### TASK BRIEF:
The exercise asks you to copy every line below in which "group" appears.
####################
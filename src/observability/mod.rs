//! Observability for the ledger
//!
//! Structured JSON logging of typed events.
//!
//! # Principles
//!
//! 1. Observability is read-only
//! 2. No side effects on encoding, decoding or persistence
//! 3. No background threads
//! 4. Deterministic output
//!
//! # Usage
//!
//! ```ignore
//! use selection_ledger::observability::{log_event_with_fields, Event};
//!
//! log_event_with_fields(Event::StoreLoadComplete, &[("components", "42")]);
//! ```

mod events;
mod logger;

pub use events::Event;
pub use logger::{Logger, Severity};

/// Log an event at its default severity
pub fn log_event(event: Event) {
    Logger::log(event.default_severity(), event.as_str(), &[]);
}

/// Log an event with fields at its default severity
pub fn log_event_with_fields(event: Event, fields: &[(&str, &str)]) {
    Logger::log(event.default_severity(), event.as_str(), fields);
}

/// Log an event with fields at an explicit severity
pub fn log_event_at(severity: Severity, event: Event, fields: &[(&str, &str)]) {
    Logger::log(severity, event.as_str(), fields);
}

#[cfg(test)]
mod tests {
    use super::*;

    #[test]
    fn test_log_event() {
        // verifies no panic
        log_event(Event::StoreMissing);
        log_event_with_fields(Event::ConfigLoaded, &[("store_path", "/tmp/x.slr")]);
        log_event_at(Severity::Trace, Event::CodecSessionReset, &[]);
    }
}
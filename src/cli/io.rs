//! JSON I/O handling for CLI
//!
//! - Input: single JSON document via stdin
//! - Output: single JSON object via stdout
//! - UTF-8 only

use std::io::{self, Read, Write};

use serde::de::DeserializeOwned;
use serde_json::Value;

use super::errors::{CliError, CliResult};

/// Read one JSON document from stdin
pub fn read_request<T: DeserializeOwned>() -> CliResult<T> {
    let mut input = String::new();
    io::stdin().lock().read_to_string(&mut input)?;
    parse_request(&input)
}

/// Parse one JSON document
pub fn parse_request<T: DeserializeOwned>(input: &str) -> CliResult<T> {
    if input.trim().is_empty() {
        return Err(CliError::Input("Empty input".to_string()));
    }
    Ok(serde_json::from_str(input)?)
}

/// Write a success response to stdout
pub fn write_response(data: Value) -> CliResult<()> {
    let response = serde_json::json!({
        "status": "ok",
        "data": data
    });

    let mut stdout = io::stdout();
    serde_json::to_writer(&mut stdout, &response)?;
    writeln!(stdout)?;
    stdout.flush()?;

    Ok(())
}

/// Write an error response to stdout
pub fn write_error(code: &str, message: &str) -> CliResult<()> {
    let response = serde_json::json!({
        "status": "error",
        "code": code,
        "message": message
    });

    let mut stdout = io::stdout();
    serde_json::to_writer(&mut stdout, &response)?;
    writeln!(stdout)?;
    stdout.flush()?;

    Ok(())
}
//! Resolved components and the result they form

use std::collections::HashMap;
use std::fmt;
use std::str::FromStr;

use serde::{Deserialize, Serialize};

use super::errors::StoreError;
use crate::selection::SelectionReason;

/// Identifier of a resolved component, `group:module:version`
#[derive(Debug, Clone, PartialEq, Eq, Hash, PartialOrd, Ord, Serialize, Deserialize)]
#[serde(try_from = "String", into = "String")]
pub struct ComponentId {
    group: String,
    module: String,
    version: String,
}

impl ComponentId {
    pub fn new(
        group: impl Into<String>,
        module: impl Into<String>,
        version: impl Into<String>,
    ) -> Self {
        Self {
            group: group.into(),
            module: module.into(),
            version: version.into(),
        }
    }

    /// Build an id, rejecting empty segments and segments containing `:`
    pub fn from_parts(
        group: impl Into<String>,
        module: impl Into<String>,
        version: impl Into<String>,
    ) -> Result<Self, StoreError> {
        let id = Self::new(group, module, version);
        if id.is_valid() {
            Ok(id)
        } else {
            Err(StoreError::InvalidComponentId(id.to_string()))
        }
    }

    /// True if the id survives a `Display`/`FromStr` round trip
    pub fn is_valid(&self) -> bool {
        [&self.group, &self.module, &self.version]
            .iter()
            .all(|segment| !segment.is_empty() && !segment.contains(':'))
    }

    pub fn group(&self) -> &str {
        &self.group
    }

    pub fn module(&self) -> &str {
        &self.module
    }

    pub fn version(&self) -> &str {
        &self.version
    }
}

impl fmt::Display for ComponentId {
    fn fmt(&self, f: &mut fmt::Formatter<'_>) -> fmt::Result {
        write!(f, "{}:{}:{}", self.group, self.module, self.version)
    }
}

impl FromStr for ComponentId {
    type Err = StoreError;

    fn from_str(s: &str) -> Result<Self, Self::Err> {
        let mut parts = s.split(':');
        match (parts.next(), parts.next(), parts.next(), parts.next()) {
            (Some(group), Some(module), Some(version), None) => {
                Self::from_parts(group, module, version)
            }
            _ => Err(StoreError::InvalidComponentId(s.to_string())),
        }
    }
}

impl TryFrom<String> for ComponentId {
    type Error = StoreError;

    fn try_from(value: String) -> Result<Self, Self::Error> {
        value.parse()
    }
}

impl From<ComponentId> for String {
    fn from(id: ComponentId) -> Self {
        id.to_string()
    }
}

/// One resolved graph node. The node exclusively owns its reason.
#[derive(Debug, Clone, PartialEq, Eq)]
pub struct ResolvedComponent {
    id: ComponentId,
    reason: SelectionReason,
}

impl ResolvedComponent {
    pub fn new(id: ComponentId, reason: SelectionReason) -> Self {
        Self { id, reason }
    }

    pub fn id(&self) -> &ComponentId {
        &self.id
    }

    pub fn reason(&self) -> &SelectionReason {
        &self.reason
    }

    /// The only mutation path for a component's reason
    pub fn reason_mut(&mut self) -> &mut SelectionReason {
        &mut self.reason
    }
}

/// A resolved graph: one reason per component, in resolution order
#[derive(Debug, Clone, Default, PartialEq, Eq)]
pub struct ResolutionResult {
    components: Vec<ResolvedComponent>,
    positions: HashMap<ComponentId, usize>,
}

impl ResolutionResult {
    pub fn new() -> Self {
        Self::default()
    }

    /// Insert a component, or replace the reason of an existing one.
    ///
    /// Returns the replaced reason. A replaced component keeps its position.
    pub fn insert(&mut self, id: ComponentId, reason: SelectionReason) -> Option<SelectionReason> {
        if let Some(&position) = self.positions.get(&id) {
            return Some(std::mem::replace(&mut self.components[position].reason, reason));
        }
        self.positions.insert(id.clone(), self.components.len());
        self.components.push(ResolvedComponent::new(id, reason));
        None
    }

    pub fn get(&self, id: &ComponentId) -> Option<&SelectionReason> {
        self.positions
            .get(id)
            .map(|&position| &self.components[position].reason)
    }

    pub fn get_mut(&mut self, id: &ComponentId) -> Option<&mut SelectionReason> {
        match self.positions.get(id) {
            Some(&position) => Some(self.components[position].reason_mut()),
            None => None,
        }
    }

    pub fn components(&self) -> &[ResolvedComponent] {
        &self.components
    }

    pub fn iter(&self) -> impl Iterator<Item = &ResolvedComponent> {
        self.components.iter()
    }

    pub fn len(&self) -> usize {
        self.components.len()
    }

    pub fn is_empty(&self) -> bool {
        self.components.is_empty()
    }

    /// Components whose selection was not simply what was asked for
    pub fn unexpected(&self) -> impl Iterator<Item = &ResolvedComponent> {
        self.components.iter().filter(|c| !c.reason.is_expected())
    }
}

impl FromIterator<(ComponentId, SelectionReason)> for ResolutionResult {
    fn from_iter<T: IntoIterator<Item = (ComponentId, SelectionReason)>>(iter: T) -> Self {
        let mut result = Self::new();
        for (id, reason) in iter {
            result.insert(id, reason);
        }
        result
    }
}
####################
### TASK ANSWER:
/// Identifier of a resolved component, `group:module:version`
    group: String,
        group: impl Into<String>,
            group: group.into(),
        group: impl Into<String>,
        let id = Self::new(group, module, version);
        [&self.group, &self.module, &self.version]
    pub fn group(&self) -> &str {
        &self.group
        write!(f, "{}:{}:{}", self.group, self.module, self.version)
            (Some(group), Some(module), Some(version), None) => {
                Self::from_parts(group, module, version)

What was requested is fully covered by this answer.